● **Problem details**: Word for word, reproduce the records that follow.

——————

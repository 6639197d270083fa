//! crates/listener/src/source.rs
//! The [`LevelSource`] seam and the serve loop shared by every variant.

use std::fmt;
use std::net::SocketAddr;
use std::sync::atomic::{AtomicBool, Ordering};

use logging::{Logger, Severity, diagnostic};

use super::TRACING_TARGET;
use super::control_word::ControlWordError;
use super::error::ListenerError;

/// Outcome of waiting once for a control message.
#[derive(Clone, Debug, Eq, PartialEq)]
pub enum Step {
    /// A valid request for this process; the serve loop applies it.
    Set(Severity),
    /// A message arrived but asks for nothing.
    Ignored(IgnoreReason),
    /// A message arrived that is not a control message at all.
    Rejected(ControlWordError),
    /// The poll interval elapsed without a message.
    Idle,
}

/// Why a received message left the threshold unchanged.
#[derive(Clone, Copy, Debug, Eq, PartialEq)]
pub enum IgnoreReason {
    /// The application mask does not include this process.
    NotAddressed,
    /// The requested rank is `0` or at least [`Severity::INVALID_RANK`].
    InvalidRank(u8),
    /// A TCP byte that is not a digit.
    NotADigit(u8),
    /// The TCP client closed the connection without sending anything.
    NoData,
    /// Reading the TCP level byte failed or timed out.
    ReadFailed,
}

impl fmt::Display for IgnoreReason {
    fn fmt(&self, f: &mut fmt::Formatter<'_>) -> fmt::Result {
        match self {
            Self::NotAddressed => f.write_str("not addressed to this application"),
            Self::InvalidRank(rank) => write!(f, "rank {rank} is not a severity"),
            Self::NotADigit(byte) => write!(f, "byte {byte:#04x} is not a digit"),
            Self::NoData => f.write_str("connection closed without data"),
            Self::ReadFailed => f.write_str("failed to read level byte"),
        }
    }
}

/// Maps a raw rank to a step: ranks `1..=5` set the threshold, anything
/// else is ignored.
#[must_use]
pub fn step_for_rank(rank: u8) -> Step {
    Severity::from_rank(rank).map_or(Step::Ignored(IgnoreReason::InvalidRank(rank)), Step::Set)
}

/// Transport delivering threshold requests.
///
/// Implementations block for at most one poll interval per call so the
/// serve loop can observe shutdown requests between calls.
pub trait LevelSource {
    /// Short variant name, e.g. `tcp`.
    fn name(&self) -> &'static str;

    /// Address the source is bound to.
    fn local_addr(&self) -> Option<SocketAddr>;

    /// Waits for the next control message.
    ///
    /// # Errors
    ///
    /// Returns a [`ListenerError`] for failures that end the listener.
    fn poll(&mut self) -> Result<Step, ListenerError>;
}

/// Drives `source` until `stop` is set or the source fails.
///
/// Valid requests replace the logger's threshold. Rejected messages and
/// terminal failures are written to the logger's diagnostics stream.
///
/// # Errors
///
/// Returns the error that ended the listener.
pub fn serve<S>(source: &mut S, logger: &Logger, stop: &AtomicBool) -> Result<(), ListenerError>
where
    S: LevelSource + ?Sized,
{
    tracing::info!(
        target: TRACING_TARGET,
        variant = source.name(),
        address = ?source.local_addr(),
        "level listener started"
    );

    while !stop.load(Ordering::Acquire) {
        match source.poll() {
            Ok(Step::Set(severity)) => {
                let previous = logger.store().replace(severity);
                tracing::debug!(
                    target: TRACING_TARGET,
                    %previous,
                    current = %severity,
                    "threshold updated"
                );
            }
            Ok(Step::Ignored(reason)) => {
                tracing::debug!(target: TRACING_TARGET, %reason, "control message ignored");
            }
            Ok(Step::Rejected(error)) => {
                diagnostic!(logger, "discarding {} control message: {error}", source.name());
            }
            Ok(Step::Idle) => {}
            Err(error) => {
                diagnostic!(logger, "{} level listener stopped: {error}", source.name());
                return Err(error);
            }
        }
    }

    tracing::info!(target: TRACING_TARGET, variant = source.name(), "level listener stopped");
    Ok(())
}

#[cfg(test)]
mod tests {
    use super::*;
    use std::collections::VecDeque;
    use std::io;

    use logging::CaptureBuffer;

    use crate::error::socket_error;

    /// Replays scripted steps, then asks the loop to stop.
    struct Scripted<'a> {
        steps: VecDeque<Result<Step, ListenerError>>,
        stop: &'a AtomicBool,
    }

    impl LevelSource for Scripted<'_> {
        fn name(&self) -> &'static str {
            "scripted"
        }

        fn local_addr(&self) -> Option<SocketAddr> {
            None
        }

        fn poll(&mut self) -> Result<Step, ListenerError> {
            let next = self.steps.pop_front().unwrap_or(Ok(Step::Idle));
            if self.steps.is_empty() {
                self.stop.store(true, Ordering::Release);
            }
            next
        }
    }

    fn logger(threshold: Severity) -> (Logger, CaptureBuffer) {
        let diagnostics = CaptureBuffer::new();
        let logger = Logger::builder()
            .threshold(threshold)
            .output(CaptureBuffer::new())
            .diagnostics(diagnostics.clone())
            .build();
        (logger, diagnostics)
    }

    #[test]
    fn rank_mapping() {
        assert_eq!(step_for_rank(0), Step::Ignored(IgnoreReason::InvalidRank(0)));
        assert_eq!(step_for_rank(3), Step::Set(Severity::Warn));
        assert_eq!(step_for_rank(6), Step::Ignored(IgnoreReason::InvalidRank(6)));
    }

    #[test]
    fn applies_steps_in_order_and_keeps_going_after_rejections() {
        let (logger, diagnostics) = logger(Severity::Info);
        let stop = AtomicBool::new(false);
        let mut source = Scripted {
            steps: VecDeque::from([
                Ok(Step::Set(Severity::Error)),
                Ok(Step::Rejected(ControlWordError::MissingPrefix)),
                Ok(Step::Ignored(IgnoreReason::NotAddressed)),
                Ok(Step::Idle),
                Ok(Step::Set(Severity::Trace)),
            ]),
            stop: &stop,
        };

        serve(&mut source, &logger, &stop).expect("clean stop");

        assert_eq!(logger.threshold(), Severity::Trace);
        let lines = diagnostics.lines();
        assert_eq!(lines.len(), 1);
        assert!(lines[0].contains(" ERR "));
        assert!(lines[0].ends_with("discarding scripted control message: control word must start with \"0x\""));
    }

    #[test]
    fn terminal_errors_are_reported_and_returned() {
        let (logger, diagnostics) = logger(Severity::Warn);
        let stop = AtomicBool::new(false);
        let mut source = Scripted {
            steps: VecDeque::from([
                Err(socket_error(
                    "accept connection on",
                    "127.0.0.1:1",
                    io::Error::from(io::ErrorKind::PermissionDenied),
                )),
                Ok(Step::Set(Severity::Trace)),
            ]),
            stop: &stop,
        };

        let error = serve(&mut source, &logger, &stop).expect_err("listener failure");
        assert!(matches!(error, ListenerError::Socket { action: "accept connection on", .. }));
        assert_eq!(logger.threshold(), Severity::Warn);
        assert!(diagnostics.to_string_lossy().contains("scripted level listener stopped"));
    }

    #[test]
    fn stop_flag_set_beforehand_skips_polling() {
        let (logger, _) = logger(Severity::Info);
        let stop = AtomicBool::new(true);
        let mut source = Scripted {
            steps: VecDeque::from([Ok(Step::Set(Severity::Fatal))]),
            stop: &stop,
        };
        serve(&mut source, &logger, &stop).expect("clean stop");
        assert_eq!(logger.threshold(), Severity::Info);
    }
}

——————

● **Your response**:
repository 6639197d270083fa
//! crates/listener/src/source.rs
//! The [`LevelSource`] seam and the serve loop shared by every variant.

use std::fmt;
use std::net::SocketAddr;
use std::sync::atomic::{AtomicBool, Ordering};

use logging::{Logger, Severity, diagnostic};

use super::TRACING_TARGET;
use super::control_word::ControlWordError;
use super::error::ListenerError;

/// Outcome of waiting once for a control message.
#[derive(Clone, Debug, Eq, PartialEq)]
pub enum Step {
    /// A valid request for this process; the serve loop applies it.
    Set(Severity),
    /// A message arrived but asks for nothing.
    Ignored(IgnoreReason),
    /// A message arrived that is not a control message at all.
    Rejected(ControlWordError),
    /// The poll interval elapsed without a message.
    Idle,
}

/// Why a received message left the threshold unchanged.
#[derive(Clone, Copy, Debug, Eq, PartialEq)]
pub enum IgnoreReason {
    /// The application mask does not include this process.
    NotAddressed,
    /// The requested rank is `0` or at least [`Severity::INVALID_RANK`].
    InvalidRank(u8),
    /// A TCP byte that is not a digit.
    NotADigit(u8),
    /// The TCP client closed the connection without sending anything.
    NoData,
    /// Reading the TCP level byte failed or timed out.
    ReadFailed,
}

impl fmt::Display for IgnoreReason {
    fn fmt(&self, f: &mut fmt::Formatter<'_>) -> fmt::Result {
        match self {
            Self::NotAddressed => f.write_str("not addressed to this application"),
            Self::InvalidRank(rank) => write!(f, "rank {rank} is not a severity"),
            Self::NotADigit(byte) => write!(f, "byte {byte:#04x} is not a digit"),
            Self::NoData => f.write_str("connection closed without data"),
            Self::ReadFailed => f.write_str("failed to read level byte"),
        }
    }
}

/// Maps a raw rank to a step: ranks `1..=5` set the threshold, anything
/// else is ignored.
#[must_use]
pub fn step_for_rank(rank: u8) -> Step {
    Severity::from_rank(rank).map_or(Step::Ignored(IgnoreReason::InvalidRank(rank)), Step::Set)
}

/// Transport delivering threshold requests.
///
/// Implementations block for at most one poll interval per call so the
/// serve loop can observe shutdown requests between calls.
pub trait LevelSource {
    /// Short variant name, e.g. `tcp`.
    fn name(&self) -> &'static str;

    /// Address the source is bound to.
    fn local_addr(&self) -> Option<SocketAddr>;

    /// Waits for the next control message.
    ///
    /// # Errors
    ///
    /// Returns a [`ListenerError`] for failures that end the listener.
    fn poll(&mut self) -> Result<Step, ListenerError>;
}

/// Drives `source` until `stop` is set or the source fails.
///
/// Valid requests replace the logger's threshold. Rejected messages and
/// terminal failures are written to the logger's diagnostics stream.
///
/// # Errors
///
/// Returns the error that ended the listener.
pub fn serve<S>(source: &mut S, logger: &Logger, stop: &AtomicBool) -> Result<(), ListenerError>
where
    S: LevelSource + ?Sized,
{
    tracing::info!(
        target: TRACING_TARGET,
        variant = source.name(),
        address = ?source.local_addr(),
        "level listener started"
    );

    while !stop.load(Ordering::Acquire) {
        match source.poll() {
            Ok(Step::Set(severity)) => {
                let previous = logger.store().replace(severity);
                tracing::debug!(
                    target: TRACING_TARGET,
                    %previous,
                    current = %severity,
                    "threshold updated"
                );
            }
            Ok(Step::Ignored(reason)) => {
                tracing::debug!(target: TRACING_TARGET, %reason, "control message ignored");
            }
            Ok(Step::Rejected(error)) => {
                diagnostic!(logger, "discarding {} control message: {error}", source.name());
            }
            Ok(Step::Idle) => {}
            Err(error) => {
                diagnostic!(logger, "{} level listener stopped: {error}", source.name());
                return Err(error);
            }
        }
    }

    tracing::info!(target: TRACING_TARGET, variant = source.name(), "level listener stopped");
    Ok(())
}

#[cfg(test)]
mod tests {
    use super::*;
    use std::collections::VecDeque;
    use std::io;

    use logging::CaptureBuffer;

    use crate::error::socket_error;

    /// Replays scripted steps, then asks the loop to stop.
    struct Scripted<'a> {
        steps: VecDeque<Result<Step, ListenerError>>,
        stop: &'a AtomicBool,
    }

    impl LevelSource for Scripted<'_> {
        fn name(&self) -> &'static str {
            "scripted"
        }

        fn local_addr(&self) -> Option<SocketAddr> {
            None
        }

        fn poll(&mut self) -> Result<Step, ListenerError> {
            let next = self.steps.pop_front().unwrap_or(Ok(Step::Idle));
            if self.steps.is_empty() {
                self.stop.store(true, Ordering::Release);
            }
            next
        }
    }

    fn logger(threshold: Severity) -> (Logger, CaptureBuffer) {
        let diagnostics = CaptureBuffer::new();
        let logger = Logger::builder()
            .threshold(threshold)
            .output(CaptureBuffer::new())
            .diagnostics(diagnostics.clone())
            .build();
        (logger, diagnostics)
    }

    #[test]
    fn rank_mapping() {
        assert_eq!(step_for_rank(0), Step::Ignored(IgnoreReason::InvalidRank(0)));
        assert_eq!(step_for_rank(3), Step::Set(Severity::Warn));
        assert_eq!(step_for_rank(6), Step::Ignored(IgnoreReason::InvalidRank(6)));
    }

    #[test]
    fn applies_steps_in_order_and_keeps_going_after_rejections() {
        let (logger, diagnostics) = logger(Severity::Info);
        let stop = AtomicBool::new(false);
        let mut source = Scripted {
            steps: VecDeque::from([
                Ok(Step::Set(Severity::Error)),
                Ok(Step::Rejected(ControlWordError::MissingPrefix)),
                Ok(Step::Ignored(IgnoreReason::NotAddressed)),
                Ok(Step::Idle),
                Ok(Step::Set(Severity::Trace)),
            ]),
            stop: &stop,
        };

        serve(&mut source, &logger, &stop).expect("clean stop");

        assert_eq!(logger.threshold(), Severity::Trace);
        let lines = diagnostics.lines();
        assert_eq!(lines.len(), 1);
        assert!(lines[0].contains(" ERR "));
        assert!(lines[0].ends_with("discarding scripted control message: control word must start with \"0x\""));
    }

    #[test]
    fn terminal_errors_are_reported_and_returned() {
        let (logger, diagnostics) = logger(Severity::Warn);
        let stop = AtomicBool::new(false);
        let mut source = Scripted {
            steps: VecDeque::from([
                Err(socket_error(
                    "accept connection on",
                    "127.0.0.1:1",
                    io::Error::from(io::ErrorKind::PermissionDenied),
                )),
                Ok(Step::Set(Severity::Trace)),
            ]),
            stop: &stop,
        };

        let error = serve(&mut source, &logger, &stop).expect_err("listener failure");
        assert!(matches!(error, ListenerError::Socket { action: "accept connection on", .. }));
        assert_eq!(logger.threshold(), Severity::Warn);
        assert!(diagnostics.to_string_lossy().contains("scripted level listener stopped"));
    }

    #[test]
    fn stop_flag_set_beforehand_skips_polling() {
        let (logger, _) = logger(Severity::Info);
        let stop = AtomicBool::new(true);
        let mut source = Scripted {
            steps: VecDeque::from([Ok(Step::Set(Severity::Fatal))]),
            stop: &stop,
        };
        serve(&mut source, &logger, &stop).expect("clean stop");
        assert_eq!(logger.threshold(), Severity::Info);
    }
}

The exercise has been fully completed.